On Jun 3, 2016, we issued an updated research report on Colorado-based SM Energy Company (NYSE:SM) .
We expect SM Energy’s attractive oil and gas investments, balanced and diverse portfolio of proved reserves and development drilling opportunities to create long-term value for shareholders. We view the company as one of the most attractive players in the exploration and production (E&P) space.
Given the company’s increasing focus on oil, specifically in the Permian and Rocky Mountain regions, we believe that SM Energy will be able to boost its oil-weighted activity. Additionally, SM Energy has meaningful leasehold positions in the leading U.S. shale plays like Bakken, Niobrara, Haynesville, and Granite Wash. We believe that the company’s favorable position in these areas will provide it with many years of profitable drilling inventory. The key growth drivers for SM energy include the South Texas Eagle Ford Shale and Rockies Williston Basin Bakken/Three Forks shales.
Eagle Ford will likely accelerate faster than expected because of additional takeaway. On the other hand, the company remains proactive in its Permian play. The inclusion of additional acreage to its holding in the Permian play validates the potential of the basin. Moreover, the leasehold expansion in New Ventures, along with acreage additions in its East Texas and the Powder River Basin, contributed to production growth.
Given the significant liquids content, Eagle Ford represents an attractive resource potential. Development of the Eagle Ford Shale, where the company holds a premier position, is an important aspect of SM Energy’s goal to increase stockholder value. We also believe that the company’s emerging core portfolio will support visible organic growth over the next several years.

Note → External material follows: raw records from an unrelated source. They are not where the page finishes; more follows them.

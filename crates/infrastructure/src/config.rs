//! Configuration loading.
//!
//! Settings are layered: built-in defaults, then an optional TOML file, then
//! `REQCHECK_`-prefixed environment variables. Nested keys use a double
//! underscore, e.g. `REQCHECK_DEFAULT_HEADERS__AUTHORIZATION`. Environment
//! keys are lowercased and cannot spell a hyphen, so a header such as
//! `x-api-key` has to come from the file.

use std::collections::HashMap;
use std::path::{Path, PathBuf};
use std::sync::OnceLock;

use config::{Config, Environment, File, FileFormat};
use reqcheck_application::{HarnessConfig, HarnessError, HarnessResult};
use tracing::debug;

/// File read when no explicit path is given and it exists.
pub const DEFAULT_CONFIG_FILE: &str = "reqcheck.toml";

/// Environment variable naming an explicit config file.
pub const CONFIG_PATH_VAR: &str = "REQCHECK_CONFIG";

/// Prefix of environment overrides.
pub const ENV_PREFIX: &str = "REQCHECK";

static GLOBAL: OnceLock<HarnessConfig> = OnceLock::new();

/// Loads and validates the harness configuration.
///
/// With `path`, that file must exist. Otherwise the file named by
/// `REQCHECK_CONFIG` is required, and failing that `reqcheck.toml` is read
/// if present.
///
/// # Errors
///
/// Returns `HarnessError::Config` if a source cannot be read or the merged
/// settings are invalid.
pub fn load_config(path: Option<&Path>) -> HarnessResult<HarnessConfig> {
    load(path, None)
}

/// The process-wide configuration, loaded on first use.
///
/// # Errors
///
/// Returns `HarnessError::Config` if the first load fails; a later call
/// retries.
pub fn global_config() -> HarnessResult<&'static HarnessConfig> {
    if let Some(config) = GLOBAL.get() {
        return Ok(config);
    }
    let config = load_config(None)?;
    Ok(GLOBAL.get_or_init(|| config))
}

fn load(path: Option<&Path>, env: Option<HashMap<String, String>>) -> HarnessResult<HarnessConfig> {
    let (file, required) = match path {
        Some(path) => (path.to_path_buf(), true),
        None => explicit_path(env.as_ref())
            .map_or_else(|| (PathBuf::from(DEFAULT_CONFIG_FILE), false), |p| (p, true)),
    };
    debug!(file = %file.display(), required, "loading configuration");

    let config: HarnessConfig = Config::builder()
        .add_source(File::from(file).format(FileFormat::Toml).required(required))
        .add_source(
            Environment::with_prefix(ENV_PREFIX)
                .prefix_separator("_")
                .separator("__")
                .try_parsing(true)
                .source(env),
        )
        .build()
        .and_then(Config::try_deserialize)
        .map_err(|e| HarnessError::Config(e.to_string()))?;

    config.validate()?;
    Ok(config)
}

fn explicit_path(env: Option<&HashMap<String, String>>) -> Option<PathBuf> {
    let value = match env {
        Some(vars) => vars.get(CONFIG_PATH_VAR).cloned(),
        None => std::env::var(CONFIG_PATH_VAR).ok(),
    };
    value.filter(|v| !v.trim().is_empty()).map(PathBuf::from)
}
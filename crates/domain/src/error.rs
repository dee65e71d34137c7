//! Domain error types

use thiserror::Error;

/// Domain-level errors that can occur during validation or processing.
#[derive(Debug, Error, Clone, PartialEq, Eq)]
pub enum DomainError {
    /// The provided URL is invalid or malformed.
    #[error("invalid URL: {0}")]
    InvalidUrl(String),
}

/// Result type alias for domain operations.
pub type DomainResult<T> = Result<T, DomainError>;
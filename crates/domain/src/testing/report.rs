//! Check results and the aggregated failure report.

use std::fmt;

use serde::Serialize;

use super::{Check, Predicate};

/// What was actually observed for a check.
#[derive(Debug, Clone, PartialEq, Eq, Serialize)]
#[serde(tag = "kind", content = "value", rename_all = "snake_case")]
pub enum Actual {
    /// An observed value, rendered for display.
    Value(String),
    /// The path did not resolve.
    NotFound,
    /// Nothing could be observed (e.g. the body is not JSON).
    Unavailable(String),
}

impl fmt::Display for Actual {
    fn fmt(&self, f: &mut fmt::Formatter<'_>) -> fmt::Result {
        match self {
            Self::Value(v) => f.write_str(v),
            Self::NotFound => f.write_str("NotFound"),
            Self::Unavailable(reason) => write!(f, "<unavailable: {reason}>"),
        }
    }
}

impl Check {
    /// The expected side of the check, rendered for display.
    #[must_use]
    pub fn expected(&self) -> String {
        match self {
            Self::Status { expected } => expected.description(),
            Self::Json { expectation } => match &expectation.predicate {
                Predicate::Equals(v) => v.to_string(),
                Predicate::HasKey(key) => format!("key '{key}' present"),
                Predicate::LessThan(v) => format!("< {v}"),
            },
            Self::Header { value, .. } => value.clone(),
            Self::BodyEquals { expected } => format!("{expected:?}"),
            Self::MaxElapsed { max } => format!("< {}ms", max.as_millis()),
        }
    }
}

/// Result of evaluating a single check.
#[derive(Debug, Clone, PartialEq, Eq, Serialize)]
pub struct CheckResult {
    /// The check that was evaluated.
    pub check: Check,
    /// Whether the check held.
    pub passed: bool,
    /// What was observed.
    pub actual: Actual,
    /// Extra detail on failure.
    #[serde(skip_serializing_if = "Option::is_none")]
    pub message: Option<String>,
}

impl CheckResult {
    /// Create a passed result.
    #[must_use]
    pub fn pass(check: Check, actual: Actual) -> Self {
        Self {
            check,
            passed: true,
            actual,
            message: None,
        }
    }

    /// Create a failed result.
    #[must_use]
    pub fn fail(check: Check, actual: Actual) -> Self {
        Self {
            check,
            passed: false,
            actual,
            message: None,
        }
    }

    /// Create a failed result with an explanation.
    #[must_use]
    pub fn fail_with_message(check: Check, actual: Actual, message: impl Into<String>) -> Self {
        Self {
            check,
            passed: false,
            actual,
            message: Some(message.into()),
        }
    }

    /// Pass or fail depending on `passed`.
    #[must_use]
    pub fn from_outcome(check: Check, passed: bool, actual: Actual) -> Self {
        if passed {
            Self::pass(check, actual)
        } else {
            Self::fail(check, actual)
        }
    }
}

/// One failed check, as listed in an [`AssertionFailure`].
#[derive(Debug, Clone, PartialEq, Eq, Serialize)]
pub struct Mismatch {
    /// Description of the check (path and predicate).
    pub check: String,
    /// Expected value.
    pub expected: String,
    /// Observed value, or `NotFound`.
    pub actual: Actual,
    /// Extra detail, if any.
    #[serde(skip_serializing_if = "Option::is_none")]
    pub message: Option<String>,
}

impl From<&CheckResult> for Mismatch {
    fn from(result: &CheckResult) -> Self {
        Self {
            check: result.check.description(),
            expected: result.check.expected(),
            actual: result.actual.clone(),
            message: result.message.clone(),
        }
    }
}

/// Results from evaluating a contract against one response.
#[derive(Debug, Clone, PartialEq, Eq, Serialize)]
pub struct ContractReport {
    /// Contract that was evaluated.
    pub contract: String,
    /// Individual check results, in evaluation order.
    pub results: Vec<CheckResult>,
    /// Total number of checks.
    pub total: usize,
    /// Number of passed checks.
    pub passed: usize,
    /// Number of failed checks.
    pub failed: usize,
}

impl ContractReport {
    /// Create a report from results.
    #[must_use]
    pub fn new(contract: impl Into<String>, results: Vec<CheckResult>) -> Self {
        let total = results.len();
        let passed = results.iter().filter(|r| r.passed).count();

        Self {
            contract: contract.into(),
            results,
            total,
            passed,
            failed: total - passed,
        }
    }

    /// Check if all checks passed.
    #[must_use]
    pub const fn all_passed(&self) -> bool {
        self.failed == 0
    }

    /// Every failed check, in evaluation order.
    #[must_use]
    pub fn mismatches(&self) -> Vec<Mismatch> {
        self.results
            .iter()
            .filter(|r| !r.passed)
            .map(Mismatch::from)
            .collect()
    }

    /// `Ok(self)` when every check passed.
    ///
    /// # Errors
    ///
    /// Returns an `AssertionFailure` listing every mismatch.
    pub fn into_result(self) -> Result<Self, AssertionFailure> {
        if self.all_passed() {
            Ok(self)
        } else {
            Err(AssertionFailure {
                mismatches: self.mismatches(),
                contract: self.contract,
                total: self.total,
            })
        }
    }
}

/// One or more checks of a contract did not hold.
#[derive(Debug, Clone, PartialEq, Eq, Serialize)]
pub struct AssertionFailure {
    /// Contract name.
    pub contract: String,
    /// Number of checks evaluated.
    pub total: usize,
    /// Every failed check, in evaluation order.
    pub mismatches: Vec<Mismatch>,
}

impl fmt::Display for AssertionFailure {
    fn fmt(&self, f: &mut fmt::Formatter<'_>) -> fmt::Result {
        write!(
            f,
            "contract '{}' failed: {} of {} checks did not hold",
            self.contract,
            self.mismatches.len(),
            self.total
        )?;
        for (i, mismatch) in self.mismatches.iter().enumerate() {
            write!(
                f,
                "\n  {}. {}\n     expected: {}\n     actual:   {}",
                i + 1,
                mismatch.check,
                mismatch.expected,
                mismatch.actual
            )?;
            if let Some(message) = &mismatch.message {
                write!(f, "\n     note:     {message}")?;
            }
        }
        Ok(())
    }
}

impl std::error::Error for AssertionFailure {}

However, SM Energy is a firm in the upstream energy space, which exposes it to weak commodity prices. Also, the company anticipates a substantial decline in the number of operating rigs in 2016, which in turn, would result in reduced production. Moreover, cuts in capital spending could hurt production volumes.
Though the company holds considerable acreage in the Williston Basin, most of its holdings lie in the region having low yield. Thus, SM Energy’s results will likely lag its peers who have acreage in the core region of the Bakken.
Further, constraints and delays in bringing additional capacity could limit production growth. Disappointing results from the Eagle Ford Shale, Bakken, Niobrara, and Granite Wash plays could also result in weaker-than-expected performance by the stock.
Stocks to Consider
Currently, SM Energy carries a Zacks Rank #3 (Hold). Some better-ranked stocks in the oil and gas sector include CVR Refining, LP (NYSE:CVRR) , Murphy USA Inc. (NYSE:MUSA) and Braskem S.A. (NYSE:BAK) . All these stocks sport a Zacks Rank #1 (Strong Buy).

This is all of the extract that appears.